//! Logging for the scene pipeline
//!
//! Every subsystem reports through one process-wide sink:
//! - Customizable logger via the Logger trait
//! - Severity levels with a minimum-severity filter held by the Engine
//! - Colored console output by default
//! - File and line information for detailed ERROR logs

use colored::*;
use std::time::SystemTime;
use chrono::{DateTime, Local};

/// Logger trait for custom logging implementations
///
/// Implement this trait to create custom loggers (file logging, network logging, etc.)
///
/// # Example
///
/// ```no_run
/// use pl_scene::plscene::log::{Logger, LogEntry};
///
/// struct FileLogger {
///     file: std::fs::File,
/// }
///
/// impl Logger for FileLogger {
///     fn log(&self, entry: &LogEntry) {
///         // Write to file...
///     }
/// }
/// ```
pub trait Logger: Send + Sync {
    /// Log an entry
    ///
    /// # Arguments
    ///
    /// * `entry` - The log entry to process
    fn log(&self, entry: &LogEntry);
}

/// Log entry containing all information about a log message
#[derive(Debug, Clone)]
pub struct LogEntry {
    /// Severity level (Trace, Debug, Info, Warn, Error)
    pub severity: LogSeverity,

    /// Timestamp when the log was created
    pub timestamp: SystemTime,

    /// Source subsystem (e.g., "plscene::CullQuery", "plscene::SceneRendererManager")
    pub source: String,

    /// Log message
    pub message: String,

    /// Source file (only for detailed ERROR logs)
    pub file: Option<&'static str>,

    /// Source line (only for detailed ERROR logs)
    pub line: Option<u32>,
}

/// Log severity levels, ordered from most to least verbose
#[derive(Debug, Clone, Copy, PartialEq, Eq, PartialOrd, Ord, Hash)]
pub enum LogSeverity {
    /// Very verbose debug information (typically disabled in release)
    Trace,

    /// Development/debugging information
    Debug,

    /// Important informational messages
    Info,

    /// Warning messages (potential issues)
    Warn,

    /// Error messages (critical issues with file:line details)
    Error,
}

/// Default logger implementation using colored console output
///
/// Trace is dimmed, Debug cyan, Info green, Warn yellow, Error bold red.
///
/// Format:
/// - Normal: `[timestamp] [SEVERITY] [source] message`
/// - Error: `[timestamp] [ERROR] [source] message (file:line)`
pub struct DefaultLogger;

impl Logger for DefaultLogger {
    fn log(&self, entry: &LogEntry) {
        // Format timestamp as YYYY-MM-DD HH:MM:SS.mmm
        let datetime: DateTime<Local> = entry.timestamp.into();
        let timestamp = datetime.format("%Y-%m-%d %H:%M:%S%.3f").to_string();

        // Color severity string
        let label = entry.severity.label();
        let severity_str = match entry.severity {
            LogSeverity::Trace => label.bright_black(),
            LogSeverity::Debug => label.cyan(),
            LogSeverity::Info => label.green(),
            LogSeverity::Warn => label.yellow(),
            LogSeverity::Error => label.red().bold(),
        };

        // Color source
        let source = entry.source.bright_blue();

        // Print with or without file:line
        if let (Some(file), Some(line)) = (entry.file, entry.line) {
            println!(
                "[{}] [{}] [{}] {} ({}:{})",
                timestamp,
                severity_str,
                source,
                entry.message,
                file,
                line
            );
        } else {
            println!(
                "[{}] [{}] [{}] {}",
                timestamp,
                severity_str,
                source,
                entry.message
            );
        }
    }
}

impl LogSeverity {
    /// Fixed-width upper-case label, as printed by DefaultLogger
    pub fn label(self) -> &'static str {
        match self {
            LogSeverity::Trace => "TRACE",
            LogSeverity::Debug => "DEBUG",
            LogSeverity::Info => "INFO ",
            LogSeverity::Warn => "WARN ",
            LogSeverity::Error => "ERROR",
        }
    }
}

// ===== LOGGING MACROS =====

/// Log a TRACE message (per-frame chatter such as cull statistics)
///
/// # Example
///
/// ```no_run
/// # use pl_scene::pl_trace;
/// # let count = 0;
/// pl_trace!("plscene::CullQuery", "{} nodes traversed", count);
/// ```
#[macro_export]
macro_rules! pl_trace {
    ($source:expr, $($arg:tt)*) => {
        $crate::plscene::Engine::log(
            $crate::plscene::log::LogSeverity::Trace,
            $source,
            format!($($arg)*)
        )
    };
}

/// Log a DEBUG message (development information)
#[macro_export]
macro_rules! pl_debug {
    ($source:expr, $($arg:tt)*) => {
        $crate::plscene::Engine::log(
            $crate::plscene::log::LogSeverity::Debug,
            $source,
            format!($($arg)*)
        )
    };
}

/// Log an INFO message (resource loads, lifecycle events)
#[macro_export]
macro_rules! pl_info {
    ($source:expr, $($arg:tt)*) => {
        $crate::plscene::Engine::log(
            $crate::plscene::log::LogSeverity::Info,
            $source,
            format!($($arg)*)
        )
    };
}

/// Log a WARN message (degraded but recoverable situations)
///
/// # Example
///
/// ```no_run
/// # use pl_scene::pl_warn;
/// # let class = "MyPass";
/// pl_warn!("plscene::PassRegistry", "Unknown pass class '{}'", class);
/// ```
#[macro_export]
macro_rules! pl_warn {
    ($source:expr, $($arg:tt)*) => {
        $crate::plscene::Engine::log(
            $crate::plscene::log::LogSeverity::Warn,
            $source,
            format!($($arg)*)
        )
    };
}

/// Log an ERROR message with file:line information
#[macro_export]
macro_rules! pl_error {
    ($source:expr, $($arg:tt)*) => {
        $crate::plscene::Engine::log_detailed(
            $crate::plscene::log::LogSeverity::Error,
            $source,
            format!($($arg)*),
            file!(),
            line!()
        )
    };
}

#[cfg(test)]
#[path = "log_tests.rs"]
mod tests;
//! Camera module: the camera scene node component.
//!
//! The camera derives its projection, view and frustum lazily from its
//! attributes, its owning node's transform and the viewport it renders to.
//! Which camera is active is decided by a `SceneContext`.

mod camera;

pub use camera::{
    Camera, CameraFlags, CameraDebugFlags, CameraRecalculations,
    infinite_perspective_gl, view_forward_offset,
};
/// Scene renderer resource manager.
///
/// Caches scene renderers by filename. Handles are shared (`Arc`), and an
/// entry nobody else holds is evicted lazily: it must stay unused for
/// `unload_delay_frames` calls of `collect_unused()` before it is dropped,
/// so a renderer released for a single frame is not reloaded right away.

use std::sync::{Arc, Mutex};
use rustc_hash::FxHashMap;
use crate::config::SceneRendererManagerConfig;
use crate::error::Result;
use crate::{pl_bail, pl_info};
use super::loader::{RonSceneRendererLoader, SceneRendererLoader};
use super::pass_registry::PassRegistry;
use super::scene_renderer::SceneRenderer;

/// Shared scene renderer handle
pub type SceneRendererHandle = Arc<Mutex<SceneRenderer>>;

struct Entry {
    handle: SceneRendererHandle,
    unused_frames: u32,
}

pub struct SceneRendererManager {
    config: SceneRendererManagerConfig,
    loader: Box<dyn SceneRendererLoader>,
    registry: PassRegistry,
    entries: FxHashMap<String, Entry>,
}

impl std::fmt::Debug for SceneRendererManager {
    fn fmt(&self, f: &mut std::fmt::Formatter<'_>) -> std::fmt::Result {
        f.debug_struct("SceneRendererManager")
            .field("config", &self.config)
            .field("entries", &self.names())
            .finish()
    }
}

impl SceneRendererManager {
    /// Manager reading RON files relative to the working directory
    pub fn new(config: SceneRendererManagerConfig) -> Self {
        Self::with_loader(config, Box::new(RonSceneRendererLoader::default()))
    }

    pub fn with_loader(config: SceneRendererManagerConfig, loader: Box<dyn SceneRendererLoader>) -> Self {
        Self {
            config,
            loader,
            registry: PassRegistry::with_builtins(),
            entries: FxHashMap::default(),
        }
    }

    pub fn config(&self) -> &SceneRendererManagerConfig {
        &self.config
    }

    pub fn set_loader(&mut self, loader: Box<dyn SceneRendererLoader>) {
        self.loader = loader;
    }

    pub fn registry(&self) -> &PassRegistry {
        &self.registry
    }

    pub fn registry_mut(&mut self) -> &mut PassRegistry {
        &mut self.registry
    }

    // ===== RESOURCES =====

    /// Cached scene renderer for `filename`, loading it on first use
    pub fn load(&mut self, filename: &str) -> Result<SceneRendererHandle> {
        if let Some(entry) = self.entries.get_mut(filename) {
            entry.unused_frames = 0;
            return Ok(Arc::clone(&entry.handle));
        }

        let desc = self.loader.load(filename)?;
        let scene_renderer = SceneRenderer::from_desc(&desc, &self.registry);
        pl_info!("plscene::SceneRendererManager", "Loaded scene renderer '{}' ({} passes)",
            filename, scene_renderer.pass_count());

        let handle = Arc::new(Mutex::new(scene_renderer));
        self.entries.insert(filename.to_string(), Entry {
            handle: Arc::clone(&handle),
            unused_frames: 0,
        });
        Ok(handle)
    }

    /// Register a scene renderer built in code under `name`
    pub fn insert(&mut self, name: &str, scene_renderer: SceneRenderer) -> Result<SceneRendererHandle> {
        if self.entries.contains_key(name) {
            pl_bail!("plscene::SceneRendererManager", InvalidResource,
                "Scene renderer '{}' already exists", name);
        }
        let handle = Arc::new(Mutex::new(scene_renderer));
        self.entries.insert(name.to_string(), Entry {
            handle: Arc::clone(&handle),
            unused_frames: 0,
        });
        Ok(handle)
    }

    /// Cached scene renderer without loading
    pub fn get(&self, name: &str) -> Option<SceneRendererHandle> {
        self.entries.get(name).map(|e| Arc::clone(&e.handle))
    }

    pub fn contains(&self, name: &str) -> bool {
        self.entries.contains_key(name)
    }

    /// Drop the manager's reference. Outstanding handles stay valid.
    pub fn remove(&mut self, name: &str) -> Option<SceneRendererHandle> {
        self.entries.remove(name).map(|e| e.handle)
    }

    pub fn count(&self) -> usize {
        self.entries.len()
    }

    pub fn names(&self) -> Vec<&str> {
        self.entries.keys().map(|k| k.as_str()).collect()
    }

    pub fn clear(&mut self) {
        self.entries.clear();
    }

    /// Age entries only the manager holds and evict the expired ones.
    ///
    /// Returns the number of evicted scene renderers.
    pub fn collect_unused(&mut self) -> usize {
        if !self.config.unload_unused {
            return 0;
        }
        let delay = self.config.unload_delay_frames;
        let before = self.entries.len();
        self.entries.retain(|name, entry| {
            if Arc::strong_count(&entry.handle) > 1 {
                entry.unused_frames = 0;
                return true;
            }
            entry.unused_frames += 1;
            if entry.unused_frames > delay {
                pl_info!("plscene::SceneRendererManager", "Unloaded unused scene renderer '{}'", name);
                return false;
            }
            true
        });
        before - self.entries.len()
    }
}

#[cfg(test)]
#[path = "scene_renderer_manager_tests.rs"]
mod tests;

# # #

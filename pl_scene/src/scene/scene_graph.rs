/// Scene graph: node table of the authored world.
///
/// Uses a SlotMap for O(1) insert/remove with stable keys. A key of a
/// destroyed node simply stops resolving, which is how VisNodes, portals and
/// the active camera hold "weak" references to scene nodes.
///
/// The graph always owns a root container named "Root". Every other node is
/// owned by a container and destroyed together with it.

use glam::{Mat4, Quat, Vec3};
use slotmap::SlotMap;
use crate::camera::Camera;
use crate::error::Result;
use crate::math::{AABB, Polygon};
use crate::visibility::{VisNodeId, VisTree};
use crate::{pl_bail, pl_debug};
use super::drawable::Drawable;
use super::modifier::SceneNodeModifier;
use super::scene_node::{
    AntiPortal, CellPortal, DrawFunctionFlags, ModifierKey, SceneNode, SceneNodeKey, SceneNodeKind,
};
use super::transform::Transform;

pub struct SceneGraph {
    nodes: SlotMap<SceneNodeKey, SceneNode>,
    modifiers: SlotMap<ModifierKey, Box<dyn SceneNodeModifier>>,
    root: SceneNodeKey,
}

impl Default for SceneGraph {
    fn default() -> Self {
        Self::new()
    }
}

# # #

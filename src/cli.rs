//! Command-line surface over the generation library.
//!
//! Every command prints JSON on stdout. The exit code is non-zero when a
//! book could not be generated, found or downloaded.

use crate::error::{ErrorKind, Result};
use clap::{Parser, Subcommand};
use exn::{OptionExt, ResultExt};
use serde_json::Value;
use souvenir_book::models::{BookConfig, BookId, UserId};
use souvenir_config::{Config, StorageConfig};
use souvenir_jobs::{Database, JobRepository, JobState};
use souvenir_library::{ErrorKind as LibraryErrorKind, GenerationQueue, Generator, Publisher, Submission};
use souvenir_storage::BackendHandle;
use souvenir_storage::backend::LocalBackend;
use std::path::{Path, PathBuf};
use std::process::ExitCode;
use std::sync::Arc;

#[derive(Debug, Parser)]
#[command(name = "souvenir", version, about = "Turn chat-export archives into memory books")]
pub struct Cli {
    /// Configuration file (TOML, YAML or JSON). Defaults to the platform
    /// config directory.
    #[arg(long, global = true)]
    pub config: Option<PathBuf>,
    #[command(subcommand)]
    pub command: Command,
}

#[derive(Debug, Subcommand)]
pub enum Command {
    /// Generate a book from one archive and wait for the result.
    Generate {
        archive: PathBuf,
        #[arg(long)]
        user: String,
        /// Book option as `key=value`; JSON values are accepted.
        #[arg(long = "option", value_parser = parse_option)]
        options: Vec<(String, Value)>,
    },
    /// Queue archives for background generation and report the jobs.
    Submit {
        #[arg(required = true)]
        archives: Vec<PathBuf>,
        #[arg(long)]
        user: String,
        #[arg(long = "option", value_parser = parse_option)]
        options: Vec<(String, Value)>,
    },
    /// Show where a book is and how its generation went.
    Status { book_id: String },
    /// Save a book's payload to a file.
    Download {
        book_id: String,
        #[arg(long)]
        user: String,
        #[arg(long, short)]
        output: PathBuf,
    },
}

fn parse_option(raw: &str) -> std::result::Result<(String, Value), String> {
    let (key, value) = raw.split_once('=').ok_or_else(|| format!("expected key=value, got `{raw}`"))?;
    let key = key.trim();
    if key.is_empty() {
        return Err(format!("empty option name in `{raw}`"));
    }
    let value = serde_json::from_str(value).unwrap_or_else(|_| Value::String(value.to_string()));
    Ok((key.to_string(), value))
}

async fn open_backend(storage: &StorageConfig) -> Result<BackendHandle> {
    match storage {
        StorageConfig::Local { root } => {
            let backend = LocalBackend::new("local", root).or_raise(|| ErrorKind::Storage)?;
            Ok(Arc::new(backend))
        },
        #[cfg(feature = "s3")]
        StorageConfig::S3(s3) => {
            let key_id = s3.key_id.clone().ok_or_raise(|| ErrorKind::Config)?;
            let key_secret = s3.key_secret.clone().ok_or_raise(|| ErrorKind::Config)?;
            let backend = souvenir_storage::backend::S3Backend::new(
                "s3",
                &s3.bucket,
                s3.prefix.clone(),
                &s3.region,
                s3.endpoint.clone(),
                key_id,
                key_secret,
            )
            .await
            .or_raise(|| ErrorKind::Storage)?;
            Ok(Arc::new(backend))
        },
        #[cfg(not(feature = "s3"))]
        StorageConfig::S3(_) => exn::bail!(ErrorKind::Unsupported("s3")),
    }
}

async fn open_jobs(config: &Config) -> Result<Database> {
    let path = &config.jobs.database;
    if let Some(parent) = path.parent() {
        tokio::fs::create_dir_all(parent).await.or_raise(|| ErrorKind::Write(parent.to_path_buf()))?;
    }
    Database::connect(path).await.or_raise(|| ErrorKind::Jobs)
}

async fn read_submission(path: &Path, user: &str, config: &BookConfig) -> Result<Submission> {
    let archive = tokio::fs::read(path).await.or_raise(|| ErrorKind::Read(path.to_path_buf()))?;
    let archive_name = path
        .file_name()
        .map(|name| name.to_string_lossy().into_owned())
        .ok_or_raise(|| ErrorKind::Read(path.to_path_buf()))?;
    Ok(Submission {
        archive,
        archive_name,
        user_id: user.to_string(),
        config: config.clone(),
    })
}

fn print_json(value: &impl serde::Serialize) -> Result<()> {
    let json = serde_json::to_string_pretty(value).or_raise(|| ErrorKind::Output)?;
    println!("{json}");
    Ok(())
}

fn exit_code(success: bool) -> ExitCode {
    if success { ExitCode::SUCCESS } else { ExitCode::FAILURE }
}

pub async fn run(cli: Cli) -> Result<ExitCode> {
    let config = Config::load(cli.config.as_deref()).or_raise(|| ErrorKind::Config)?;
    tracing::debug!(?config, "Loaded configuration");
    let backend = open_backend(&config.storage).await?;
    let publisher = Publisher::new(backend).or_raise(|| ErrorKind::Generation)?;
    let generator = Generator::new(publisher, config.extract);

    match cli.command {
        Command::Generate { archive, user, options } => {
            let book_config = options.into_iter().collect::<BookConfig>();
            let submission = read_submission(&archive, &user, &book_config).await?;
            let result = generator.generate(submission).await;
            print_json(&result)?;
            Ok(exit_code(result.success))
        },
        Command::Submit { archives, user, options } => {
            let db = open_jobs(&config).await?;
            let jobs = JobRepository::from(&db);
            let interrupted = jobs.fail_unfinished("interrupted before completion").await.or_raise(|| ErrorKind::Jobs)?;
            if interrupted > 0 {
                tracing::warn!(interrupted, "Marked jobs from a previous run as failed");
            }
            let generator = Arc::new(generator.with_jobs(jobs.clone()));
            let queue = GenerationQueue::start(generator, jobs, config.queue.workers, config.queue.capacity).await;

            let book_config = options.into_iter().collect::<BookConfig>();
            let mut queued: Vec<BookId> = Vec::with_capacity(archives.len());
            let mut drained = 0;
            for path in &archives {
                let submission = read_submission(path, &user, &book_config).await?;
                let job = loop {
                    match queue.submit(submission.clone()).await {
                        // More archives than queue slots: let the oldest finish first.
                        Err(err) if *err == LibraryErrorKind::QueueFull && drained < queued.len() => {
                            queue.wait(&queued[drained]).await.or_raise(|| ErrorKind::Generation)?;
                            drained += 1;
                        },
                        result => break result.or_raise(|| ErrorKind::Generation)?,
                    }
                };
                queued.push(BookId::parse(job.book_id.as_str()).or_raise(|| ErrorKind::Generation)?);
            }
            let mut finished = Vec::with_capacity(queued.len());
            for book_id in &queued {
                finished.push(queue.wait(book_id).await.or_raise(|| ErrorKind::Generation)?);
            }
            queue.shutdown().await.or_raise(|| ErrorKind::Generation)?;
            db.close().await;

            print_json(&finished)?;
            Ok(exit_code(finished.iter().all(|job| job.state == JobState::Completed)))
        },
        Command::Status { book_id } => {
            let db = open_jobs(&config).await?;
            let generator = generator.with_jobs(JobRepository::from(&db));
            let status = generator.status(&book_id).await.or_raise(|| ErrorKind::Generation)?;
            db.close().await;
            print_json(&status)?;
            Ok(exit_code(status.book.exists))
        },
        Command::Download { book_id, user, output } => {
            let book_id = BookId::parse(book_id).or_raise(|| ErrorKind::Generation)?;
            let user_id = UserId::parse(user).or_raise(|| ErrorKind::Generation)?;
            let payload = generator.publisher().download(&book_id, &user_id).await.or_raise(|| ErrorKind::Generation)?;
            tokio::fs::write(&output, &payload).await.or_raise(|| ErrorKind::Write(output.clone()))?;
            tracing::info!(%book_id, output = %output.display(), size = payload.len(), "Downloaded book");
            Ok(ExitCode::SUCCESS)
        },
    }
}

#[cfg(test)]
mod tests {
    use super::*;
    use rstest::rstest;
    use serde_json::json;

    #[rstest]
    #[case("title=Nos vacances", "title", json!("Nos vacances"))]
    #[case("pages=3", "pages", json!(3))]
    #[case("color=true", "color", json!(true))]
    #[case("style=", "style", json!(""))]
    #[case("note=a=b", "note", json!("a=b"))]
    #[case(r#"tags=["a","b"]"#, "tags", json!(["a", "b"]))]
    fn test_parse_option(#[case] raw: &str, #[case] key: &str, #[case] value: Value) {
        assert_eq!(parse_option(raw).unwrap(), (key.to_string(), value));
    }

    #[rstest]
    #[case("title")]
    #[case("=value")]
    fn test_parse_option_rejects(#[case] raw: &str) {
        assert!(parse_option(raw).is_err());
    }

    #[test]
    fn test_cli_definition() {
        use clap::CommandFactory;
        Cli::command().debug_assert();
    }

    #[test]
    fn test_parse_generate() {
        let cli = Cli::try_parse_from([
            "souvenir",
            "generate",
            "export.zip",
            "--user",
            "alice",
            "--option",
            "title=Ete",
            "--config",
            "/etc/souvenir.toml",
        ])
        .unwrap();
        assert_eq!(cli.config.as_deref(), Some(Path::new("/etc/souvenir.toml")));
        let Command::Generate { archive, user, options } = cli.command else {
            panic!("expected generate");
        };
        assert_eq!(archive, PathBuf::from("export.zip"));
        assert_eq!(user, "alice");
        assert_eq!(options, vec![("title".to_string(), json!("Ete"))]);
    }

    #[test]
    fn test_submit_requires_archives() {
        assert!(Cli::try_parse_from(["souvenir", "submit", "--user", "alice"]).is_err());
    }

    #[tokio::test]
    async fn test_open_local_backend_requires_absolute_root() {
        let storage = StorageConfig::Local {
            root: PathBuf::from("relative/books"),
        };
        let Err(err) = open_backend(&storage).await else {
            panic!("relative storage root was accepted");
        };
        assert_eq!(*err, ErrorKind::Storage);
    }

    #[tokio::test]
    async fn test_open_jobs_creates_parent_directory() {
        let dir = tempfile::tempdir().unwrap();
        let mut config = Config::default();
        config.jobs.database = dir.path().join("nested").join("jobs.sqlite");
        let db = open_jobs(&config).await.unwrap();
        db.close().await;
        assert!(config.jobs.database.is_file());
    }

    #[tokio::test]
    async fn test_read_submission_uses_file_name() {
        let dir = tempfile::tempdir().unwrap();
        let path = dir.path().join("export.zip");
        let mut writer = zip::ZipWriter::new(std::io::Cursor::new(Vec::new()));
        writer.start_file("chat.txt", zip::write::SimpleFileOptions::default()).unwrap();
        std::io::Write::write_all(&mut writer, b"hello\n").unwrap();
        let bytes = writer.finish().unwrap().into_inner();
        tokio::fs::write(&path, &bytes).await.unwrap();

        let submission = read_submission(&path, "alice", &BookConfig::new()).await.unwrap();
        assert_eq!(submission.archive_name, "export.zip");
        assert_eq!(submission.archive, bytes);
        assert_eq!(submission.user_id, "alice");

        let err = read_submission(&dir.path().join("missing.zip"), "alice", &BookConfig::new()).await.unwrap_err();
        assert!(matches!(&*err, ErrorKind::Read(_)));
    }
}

# # #

AIM OF THE EXERCISE: Retype the records above, but only those lines that fall between the line containing "self.entries.get(name).map(|e| Arc::clone(&e.handle))" and the line containing "pub fn collect_unused(&mut", with both of those lines included, exactly as written.

FINAL ANSWER:
        self.entries.get(name).map(|e| Arc::clone(&e.handle))
    }

    pub fn contains(&self, name: &str) -> bool {
        self.entries.contains_key(name)
    }

    /// Drop the manager's reference. Outstanding handles stay valid.
    pub fn remove(&mut self, name: &str) -> Option<SceneRendererHandle> {
        self.entries.remove(name).map(|e| e.handle)
    }

    pub fn count(&self) -> usize {
        self.entries.len()
    }

    pub fn names(&self) -> Vec<&str> {
        self.entries.keys().map(|k| k.as_str()).collect()
    }

    pub fn clear(&mut self) {
        self.entries.clear();
    }

    /// Age entries only the manager holds and evict the expired ones.
    ///
    /// Returns the number of evicted scene renderers.
    pub fn collect_unused(&mut self) -> usize {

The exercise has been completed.